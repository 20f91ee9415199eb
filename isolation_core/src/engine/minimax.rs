use crate::engine::deadline::SearchTimeout;
use crate::engine::search::SearchContext;
use crate::engine::{Evaluator, Move};
use crate::logic::game::GameState;
use std::time::Duration;

impl<E, F> SearchContext<'_, E, F>
where
    E: Evaluator,
    F: Fn() -> Duration,
{
    /// Depth-limited minimax without pruning.
    ///
    /// Returns the best root move with its value, or `Move::NONE` if the
    /// active player has no legal move. Ties go to the first move generated.
    pub fn minimax<S: GameState>(
        &mut self,
        state: &S,
        depth: u32,
    ) -> Result<(Move, f64), SearchTimeout> {
        self.begin(depth);
        let (value, mv) = self.minimax_max(state, 0)?;
        Ok((mv, value))
    }

    /// Minimax value of every root move, in generation order.
    pub fn root_scores<S: GameState>(
        &mut self,
        state: &S,
        depth: u32,
    ) -> Result<Vec<(Move, f64)>, SearchTimeout> {
        self.begin(depth);
        self.enter()?;

        let moves = state.legal_moves();
        let mut scores = Vec::with_capacity(moves.len());
        for mv in moves {
            let value = self.minimax_min(&state.forecast_move(mv), 1)?;
            scores.push((mv, value));
        }
        Ok(scores)
    }

    // The root is a max node that also remembers which move produced the value.
    fn minimax_max<S: GameState>(
        &mut self,
        state: &S,
        depth: u32,
    ) -> Result<(f64, Move), SearchTimeout> {
        self.enter()?;

        if depth > 0 && self.cutoff_test(state, depth) {
            return Ok((self.score(state), Move::NONE));
        }

        let mut best_value = f64::NEG_INFINITY;
        let mut best_move = Move::NONE;
        for mv in state.legal_moves() {
            let value = self.minimax_min(&state.forecast_move(mv), depth + 1)?;
            if best_move.is_none() || value > best_value {
                best_value = value;
                best_move = mv;
            }
        }
        Ok((best_value, best_move))
    }

    fn minimax_min<S: GameState>(&mut self, state: &S, depth: u32) -> Result<f64, SearchTimeout> {
        self.enter()?;

        if self.cutoff_test(state, depth) {
            return Ok(self.score(state));
        }

        let mut value = f64::INFINITY;
        for mv in state.legal_moves() {
            let (child, _) = self.minimax_max(&state.forecast_move(mv), depth + 1)?;
            value = value.min(child);
        }
        Ok(value)
    }
}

● ● ● ●

-- ACTIVITY --
Scanning the data above, copy out every line where "Evaluator" is found.

-- OUTPUT OF THE TASK --
use crate::engine::{Evaluator, Move};
    E: Evaluator,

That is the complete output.